Feng Zhengming would always respond with a smile, and if someone pulled him aside to ask him some cooking questions, he would patiently explain them to them.
Sometimes, this leads to a situation where, as you talk, more and more people gather around you.
A group of people listened to Feng Zhengming talk about cooking on the street and in some small parks, as if they were in class.
When encountering people on the street, Feng Zhengming rarely uses kitchen jargon. Instead, he uses very everyday language to explain and teach people how to make dishes that look high-end in a homely way.
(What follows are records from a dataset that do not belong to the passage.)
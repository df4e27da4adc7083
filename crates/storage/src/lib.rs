mod companies;
mod jobs;

use std::{str::FromStr, time::Duration};

use async_trait::async_trait;
use sqlx::{
    migrate::MigrateError,
    sqlite::{SqliteConnectOptions, SqliteJournalMode, SqlitePoolOptions, SqliteSynchronous},
    SqlitePool,
};
use thiserror::Error;

use jobboard_core::{
    Company, CompanyId, CompanyOption, JobDetails, JobId, JobOpportunity, JobQuery,
    JobRepository, RepositoryError,
};

pub use companies::{CompanyError, CompanyRepository};
pub use jobs::{JobOpportunityError, JobOpportunityRepository};

/// Top-level database handle that owns the SQLite connection pool.
#[derive(Clone)]
pub struct Database {
    pool: SqlitePool,
}

impl Database {
    /// Opens a SQLite connection pool for the provided connection string,
    /// creating the database file when it does not exist yet.
    pub async fn connect(database_url: &str) -> Result<Self, StorageError> {
        let options = SqliteConnectOptions::from_str(database_url)
            .map_err(StorageError::Connect)?
            .create_if_missing(true)
            .foreign_keys(true)
            .journal_mode(SqliteJournalMode::Wal)
            .synchronous(SqliteSynchronous::Normal)
            .busy_timeout(Duration::from_secs(5));

        let pool = SqlitePoolOptions::new()
            .max_connections(5)
            .connect_with(options)
            .await
            .map_err(StorageError::Connect)?;

        Ok(Self { pool })
    }

    /// Applies migrations located under `migrations/`, including the seed data.
    pub async fn run_migrations(&self) -> Result<(), StorageError> {
        sqlx::migrate!("../../migrations")
            .run(&self.pool)
            .await
            .map_err(StorageError::Migration)?;
        Ok(())
    }

    /// Returns a handle to interact with job opportunities.
    pub fn jobs(&self) -> JobOpportunityRepository {
        JobOpportunityRepository {
            pool: self.pool.clone(),
        }
    }

    /// Returns a handle for reading company reference data.
    pub fn companies(&self) -> CompanyRepository {
        CompanyRepository {
            pool: self.pool.clone(),
        }
    }
}

/// General storage level errors.
#[derive(Debug, Error)]
pub enum StorageError {
    #[error("failed to connect to sqlite: {0}")]
    Connect(sqlx::Error),
    #[error("failed to run database migrations: {0}")]
    Migration(MigrateError),
}

impl From<JobOpportunityError> for RepositoryError {
    fn from(err: JobOpportunityError) -> Self {
        match err {
            JobOpportunityError::Stale(id) => Self::Conflict(id),
            JobOpportunityError::UnknownCompany(id) => Self::UnknownCompany(id),
            other => Self::backend(other),
        }
    }
}

impl From<CompanyError> for RepositoryError {
    fn from(err: CompanyError) -> Self {
        Self::backend(err)
    }
}

#[async_trait]
impl JobRepository for Database {
    async fn list_all(&self) -> Result<Vec<JobOpportunity>, RepositoryError> {
        Ok(self.jobs().list_all().await?)
    }

    async fn find(&self, query: &JobQuery) -> Result<Vec<JobOpportunity>, RepositoryError> {
        Ok(self.jobs().find(query).await?)
    }

    async fn get_by_id(&self, id: JobId) -> Result<Option<JobOpportunity>, RepositoryError> {
        Ok(self.jobs().fetch(id).await?)
    }

    async fn add(&self, details: &JobDetails) -> Result<JobOpportunity, RepositoryError> {
        Ok(self.jobs().insert(details).await?)
    }

    async fn update(&self, job: &JobOpportunity) -> Result<(), RepositoryError> {
        Ok(self.jobs().replace(job).await?)
    }

    async fn delete(&self, id: JobId) -> Result<(), RepositoryError> {
        self.jobs().remove(id).await?;
        Ok(())
    }

    async fn list_company_names(&self) -> Result<Vec<String>, RepositoryError> {
        Ok(self.companies().list_names().await?)
    }

    async fn list_companies(&self) -> Result<Vec<CompanyOption>, RepositoryError> {
        Ok(self.companies().list_options().await?)
    }

    async fn get_company_by_id(&self, id: CompanyId) -> Result<Option<Company>, RepositoryError> {
        Ok(self.companies().fetch(id).await?)
    }
}

#[cfg(test)]
mod tests {
    use super::*;
    use chrono::NaiveDate;
    use jobboard_core::{SortField, SortOrder};
    use rust_decimal::Decimal;
    use tempfile::TempDir;

    async fn setup_db() -> (TempDir, Database) {
        let dir = tempfile::tempdir().expect("tempdir");
        let url = format!("sqlite://{}", dir.path().join("jobs.db").display());
        let db = Database::connect(&url).await.expect("connect");
        db.run_migrations().await.expect("migrations");
        (dir, db)
    }

    fn date(y: i32, m: u32, d: u32) -> NaiveDate {
        NaiveDate::from_ymd_opt(y, m, d).unwrap()
    }

    fn new_details() -> JobDetails {
        JobDetails {
            title: "Platform Engineer".into(),
            description: "Run the deployment platform.".into(),
            company: "Vision Bionics Ltd.".into(),
            location: "Manchester".into(),
            salary: Decimal::new(7_250_050, 2),
            posted_date: date(2024, 3, 1),
            closing_date: date(2024, 4, 1),
            is_active: true,
            company_id: 3,
        }
    }

    fn ids(jobs: &[JobOpportunity]) -> Vec<JobId> {
        jobs.iter().map(|job| job.id).collect()
    }

    #[tokio::test]
    async fn migrations_seed_reference_data() {
        let (_dir, db) = setup_db().await;

        let jobs = db.list_all().await.expect("list");
        assert_eq!(ids(&jobs), vec![1, 2, 3, 4, 5]);
        assert!(jobs.iter().all(|job| job.company_record.is_some()));

        let names = db.list_company_names().await.expect("names");
        assert_eq!(
            names,
            vec![
                "Tech Solutions Inc.".to_string(),
                "Data Insights Ltd.".to_string(),
                "Vision Bionics Ltd.".to_string(),
            ]
        );
    }

    #[tokio::test]
    async fn search_term_matches_title_substring_case_sensitively() {
        let (_dir, db) = setup_db().await;

        let jobs = db
            .find(&JobQuery::new().search("Software"))
            .await
            .expect("find");
        assert_eq!(ids(&jobs), vec![1, 3, 5]);
        assert!(jobs.iter().all(|job| {
            job.details.title == "Software Engineer"
                || job.details.title == "Senior Software Engineer"
        }));

        let jobs = db
            .find(&JobQuery::new().search("software"))
            .await
            .expect("find");
        assert!(jobs.is_empty());
    }

    #[tokio::test]
    async fn company_filter_matches_joined_name_exactly() {
        let (_dir, db) = setup_db().await;

        let jobs = db
            .find(&JobQuery::new().company("Tech Solutions Inc."))
            .await
            .expect("find");
        assert_eq!(ids(&jobs), vec![1, 3]);
        assert!(jobs
            .iter()
            .all(|job| job.company_name() == Some("Tech Solutions Inc.")));

        let jobs = db
            .find(&JobQuery::new().company("Tech Solutions"))
            .await
            .expect("find");
        assert!(jobs.is_empty());
    }

    #[tokio::test]
    async fn location_filter_is_exact() {
        let (_dir, db) = setup_db().await;

        let jobs = db
            .find(&JobQuery::new().location("New York"))
            .await
            .expect("find");
        assert_eq!(ids(&jobs), vec![2, 4]);
    }

    #[tokio::test]
    async fn sorts_by_title_in_both_directions() {
        let (_dir, db) = setup_db().await;

        let asc = db
            .find(&JobQuery::new().sort_by(SortField::Title, SortOrder::Asc))
            .await
            .expect("find");
        let titles: Vec<&str> = asc.iter().map(|job| job.details.title.as_str()).collect();
        assert!(titles.windows(2).all(|pair| pair[0] <= pair[1]));
        assert_eq!(titles.first(), Some(&"Data Analyst"));

        let desc = db
            .find(&JobQuery::new().sort_by(SortField::Title, SortOrder::Desc))
            .await
            .expect("find");
        let titles: Vec<&str> = desc.iter().map(|job| job.details.title.as_str()).collect();
        assert!(titles.windows(2).all(|pair| pair[0] >= pair[1]));
        assert_eq!(titles.first(), Some(&"Software Engineer"));
    }

    #[tokio::test]
    async fn sorts_by_closing_date_descending() {
        let (_dir, db) = setup_db().await;

        let jobs = db
            .find(&JobQuery::new().sort_by(SortField::ClosingDate, SortOrder::Desc))
            .await
            .expect("find");
        let dates: Vec<NaiveDate> = jobs.iter().map(|job| job.details.closing_date).collect();
        assert!(dates.windows(2).all(|pair| pair[0] >= pair[1]));
        assert_eq!(dates.first(), Some(&date(2023, 12, 1)));
        assert_eq!(dates.last(), Some(&date(2023, 11, 25)));
    }

    #[tokio::test]
    async fn sorts_by_company_name_and_active_flag() {
        let (_dir, db) = setup_db().await;

        let jobs = db
            .find(&JobQuery::new().sort_by(SortField::Company, SortOrder::Asc))
            .await
            .expect("find");
        let names: Vec<&str> = jobs.iter().filter_map(|job| job.company_name()).collect();
        assert!(names.windows(2).all(|pair| pair[0] <= pair[1]));
        assert_eq!(names.first(), Some(&"Data Insights Ltd."));

        let jobs = db
            .find(&JobQuery::new().sort_by(SortField::IsActive, SortOrder::Asc))
            .await
            .expect("find");
        assert_eq!(jobs.first().map(|job| job.id), Some(2));
        assert!(!jobs[0].details.is_active);
        assert!(jobs[1..].iter().all(|job| job.details.is_active));
    }

    #[tokio::test]
    async fn default_order_is_posted_date_ascending() {
        let (_dir, db) = setup_db().await;

        let jobs = db
            .find(&JobQuery::from_params(None, None, None, Some("unknown"), Some("desc")))
            .await
            .expect("find");
        let dates: Vec<NaiveDate> = jobs.iter().map(|job| job.details.posted_date).collect();
        assert!(dates.windows(2).all(|pair| pair[0] <= pair[1]));
        assert_eq!(ids(&jobs), vec![2, 4, 1, 3, 5]);
    }

    #[tokio::test]
    async fn filter_then_sort_by_salary_descending() {
        let (_dir, db) = setup_db().await;

        let query = JobQuery::new()
            .search("Software")
            .sort_by(SortField::Salary, SortOrder::Desc);
        let jobs = db.find(&query).await.expect("find");

        assert_eq!(ids(&jobs), vec![3, 5, 1]);
        let salaries: Vec<Decimal> = jobs.iter().map(|job| job.details.salary).collect();
        assert!(salaries.windows(2).all(|pair| pair[0] >= pair[1]));
    }

    #[tokio::test]
    async fn salary_sort_is_numeric() {
        let (_dir, db) = setup_db().await;

        let mut details = new_details();
        details.salary = Decimal::new(9_500, 0);
        db.add(&details).await.expect("add");

        let jobs = db
            .find(&JobQuery::new().sort_by(SortField::Salary, SortOrder::Asc))
            .await
            .expect("find");
        assert_eq!(jobs.first().map(|job| job.details.salary), Some(Decimal::new(9_500, 0)));
    }

    #[tokio::test]
    async fn add_then_get_round_trips_every_field() {
        let (_dir, db) = setup_db().await;

        let created = db.add(&new_details()).await.expect("add");
        assert_eq!(created.id, 6);
        assert_eq!(created.details, new_details());

        let fetched = db
            .get_by_id(created.id)
            .await
            .expect("get")
            .expect("present");
        assert_eq!(fetched, created);
        assert_eq!(
            fetched.company_record,
            Some(Company {
                id: 3,
                name: "Vision Bionics Ltd.".into(),
                address: "Manchester UK".into(),
            })
        );
        assert_eq!(fetched.details.salary.to_string(), "72500.50");
    }

    #[tokio::test]
    async fn add_with_unknown_company_is_rejected() {
        let (_dir, db) = setup_db().await;

        let mut details = new_details();
        details.company_id = 99;
        let err = db.add(&details).await.unwrap_err();
        assert!(matches!(err, RepositoryError::UnknownCompany(99)));
    }

    #[tokio::test]
    async fn update_replaces_stored_fields() {
        let (_dir, db) = setup_db().await;

        let mut job = db.get_by_id(2).await.expect("get").expect("present");
        job.details.title = "Lead Data Analyst".into();
        job.details.is_active = true;
        job.details.company_id = 1;
        job.details.company = "Tech Solutions Inc.".into();
        db.update(&job).await.expect("update");

        let stored = db.get_by_id(2).await.expect("get").expect("present");
        assert_eq!(stored.details.title, "Lead Data Analyst");
        assert!(stored.details.is_active);
        assert_eq!(stored.company_name(), Some("Tech Solutions Inc."));
    }

    #[tokio::test]
    async fn update_of_deleted_record_is_a_conflict() {
        let (_dir, db) = setup_db().await;

        let job = db.get_by_id(4).await.expect("get").expect("present");
        db.delete(4).await.expect("delete");

        let err = db.update(&job).await.unwrap_err();
        assert!(matches!(err, RepositoryError::Conflict(4)));
    }

    #[tokio::test]
    async fn delete_is_idempotent() {
        let (_dir, db) = setup_db().await;

        assert!(db.jobs().remove(1).await.expect("delete"));
        assert!(!db.jobs().remove(1).await.expect("delete again"));
        db.delete(404).await.expect("missing id is not an error");

        let jobs = db.list_all().await.expect("list");
        assert_eq!(ids(&jobs), vec![2, 3, 4, 5]);
        assert!(db.get_by_id(1).await.expect("get").is_none());
    }

    #[tokio::test]
    async fn company_lookups() {
        let (_dir, db) = setup_db().await;

        let options = db.list_companies().await.expect("options");
        assert_eq!(
            options,
            vec![
                CompanyOption {
                    id: 1,
                    name: "Tech Solutions Inc.".into(),
                },
                CompanyOption {
                    id: 2,
                    name: "Data Insights Ltd.".into(),
                },
                CompanyOption {
                    id: 3,
                    name: "Vision Bionics Ltd.".into(),
                },
            ]
        );

        let company = db.get_company_by_id(2).await.expect("get").expect("present");
        assert_eq!(company.address, "New York USA");
        assert!(db.get_company_by_id(9).await.expect("get").is_none());
    }
}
"You mean braised sea cucumber with scallions? Actually, that dish is very simple. I'll tell you a super easy way to make it. When you get home, buy some scallions, fry only the white part of the scallion oil, then steam the scallions and oil together, and put the sea cucumber you bought in with it and steam it together."
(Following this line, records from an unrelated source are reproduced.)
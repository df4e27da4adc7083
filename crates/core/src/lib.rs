//! Domain layer of the job board: records, validation, listing queries and the
//! service that guards the persistence port.

pub mod currency;
pub mod model;
pub mod query;
pub mod repository;
pub mod service;
pub mod validation;

pub use model::{Company, CompanyId, CompanyOption, JobDetails, JobId, JobOpportunity};
pub use query::{JobQuery, SortField, SortOrder};
pub use repository::{JobRepository, RepositoryError};
pub use service::{JobService, ServiceError};
pub use validation::{validate, FieldError, JobField, ValidationErrors};
/// Columns a job listing can be ordered by.
///
/// Anything not listed here falls back to ascending posted date.
#[derive(Debug, Clone, Copy, PartialEq, Eq)]
pub enum SortField {
    Title,
    Company,
    Location,
    Salary,
    ClosingDate,
    IsActive,
}

impl SortField {
    /// Parses the wire name of a sort column. Unknown names yield `None`.
    pub fn parse(value: &str) -> Option<Self> {
        match value {
            "title" => Some(Self::Title),
            "company" => Some(Self::Company),
            "location" => Some(Self::Location),
            "salary" => Some(Self::Salary),
            "closingDate" => Some(Self::ClosingDate),
            "isActive" => Some(Self::IsActive),
            _ => None,
        }
    }
}

/// Direction of a sort.
#[derive(Debug, Clone, Copy, Default, PartialEq, Eq)]
pub enum SortOrder {
    #[default]
    Asc,
    Desc,
}

impl SortOrder {
    /// `desc` selects descending order; any other value, or none, is ascending.
    pub fn from_param(value: Option<&str>) -> Self {
        match value {
            Some("desc") => Self::Desc,
            _ => Self::Asc,
        }
    }

    pub fn is_descending(self) -> bool {
        matches!(self, Self::Desc)
    }
}

/// Filter and ordering applied to a job listing.
///
/// Filters are AND-combined; empty strings are treated as absent.
#[derive(Debug, Clone, Default, PartialEq, Eq)]
pub struct JobQuery {
    /// Case-sensitive substring of the title.
    pub search_term: Option<String>,
    /// Exact name of the joined company.
    pub company: Option<String>,
    /// Exact location.
    pub location: Option<String>,
    pub sort: Option<SortField>,
    pub order: SortOrder,
}

impl JobQuery {
    pub fn new() -> Self {
        Self::default()
    }

    /// Builds a query from raw request parameters.
    pub fn from_params(
        search_term: Option<String>,
        company: Option<String>,
        location: Option<String>,
        sort_by: Option<&str>,
        sort_order: Option<&str>,
    ) -> Self {
        Self {
            search_term: non_empty(search_term),
            company: non_empty(company),
            location: non_empty(location),
            sort: sort_by.and_then(SortField::parse),
            order: SortOrder::from_param(sort_order),
        }
    }

    pub fn search(mut self, term: impl Into<String>) -> Self {
        self.search_term = non_empty(Some(term.into()));
        self
    }

    pub fn company(mut self, name: impl Into<String>) -> Self {
        self.company = non_empty(Some(name.into()));
        self
    }

    pub fn location(mut self, location: impl Into<String>) -> Self {
        self.location = non_empty(Some(location.into()));
        self
    }

    pub fn sort_by(mut self, field: SortField, order: SortOrder) -> Self {
        self.sort = Some(field);
        self.order = order;
        self
    }

    /// Direction actually applied. The default posted-date ordering is always ascending.
    pub fn effective_order(&self) -> SortOrder {
        match self.sort {
            Some(_) => self.order,
            None => SortOrder::Asc,
        }
    }
}

fn non_empty(value: Option<String>) -> Option<String> {
    value.filter(|value| !value.is_empty())
}

#[cfg(test)]
mod tests {
    use super::*;

    #[test]
    fn parses_known_sort_fields() {
        assert_eq!(SortField::parse("title"), Some(SortField::Title));
        assert_eq!(SortField::parse("closingDate"), Some(SortField::ClosingDate));
        assert_eq!(SortField::parse("isActive"), Some(SortField::IsActive));
        assert_eq!(SortField::parse("postedDate"), None);
        assert_eq!(SortField::parse("Title"), None);
    }

    #[test]
    fn only_desc_is_descending() {
        assert_eq!(SortOrder::from_param(Some("desc")), SortOrder::Desc);
        assert_eq!(SortOrder::from_param(Some("asc")), SortOrder::Asc);
        assert_eq!(SortOrder::from_param(Some("DESC")), SortOrder::Asc);
        assert_eq!(SortOrder::from_param(None), SortOrder::Asc);
    }

    #[test]
    fn empty_params_are_ignored() {
        let query = JobQuery::from_params(
            Some(String::new()),
            Some("Tech Solutions Inc.".into()),
            None,
            Some("bogus"),
            Some("desc"),
        );
        assert_eq!(query.search_term, None);
        assert_eq!(query.company.as_deref(), Some("Tech Solutions Inc."));
        assert_eq!(query.sort, None);
        assert_eq!(query.effective_order(), SortOrder::Asc);
    }

    #[test]
    fn builder_sets_sort() {
        let query = JobQuery::new()
            .location("London")
            .sort_by(SortField::Salary, SortOrder::Desc);
        assert_eq!(query.location.as_deref(), Some("London"));
        assert_eq!(query.effective_order(), SortOrder::Desc);
    }
}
After you come out, make some chicken soup, add your scallion oil, scallions, and sea cucumber and cook them together.
Adjust the seasoning to your taste, and cook until the broth thickens. This will guarantee the sea cucumber tastes great.
Perhaps no one would have imagined that Feng Zhengming would be chatting with housewives, older women, and grandmothers on the street about how to make braised sea cucumber with scallions at home.
However, his explanations were quite interesting to many people.
For example, he would also teach people that if they couldn't cut meat into strips properly, they could buy the meat and freeze it first.
For example, if you want to cook various meats to be tender, you can skip the blanching process.
"After you get home, rinse it and soak it in clean water for 2 hours. Then rinse it again. Actually, you don't need to blanch it and there won't be any blood foam."
Feng Zhengming's behavior of explaining cooking to people he met by chance on the street is a prime example of this.
This naturally won him more fans, and many people felt that he was a very approachable chef.
Then these people would go to the old-style restaurant for a meal, and Feng Zhengming would give them a discount.
It really is just a matter of showing your face; once you get in, Feng Zhengming gives you a discount.
This has led many people to have ulterior motives, hoping to find an opportunity to bump into Feng Zhengming on the street.
As a result, some people with ulterior motives discovered that after their chance encounter with Feng Zhengming, they could not successfully get a discount at the old-style restaurant by using their faces.
Those who can get a direct discount from Feng Zhengming are usually people who have talked to Feng Zhengming a lot.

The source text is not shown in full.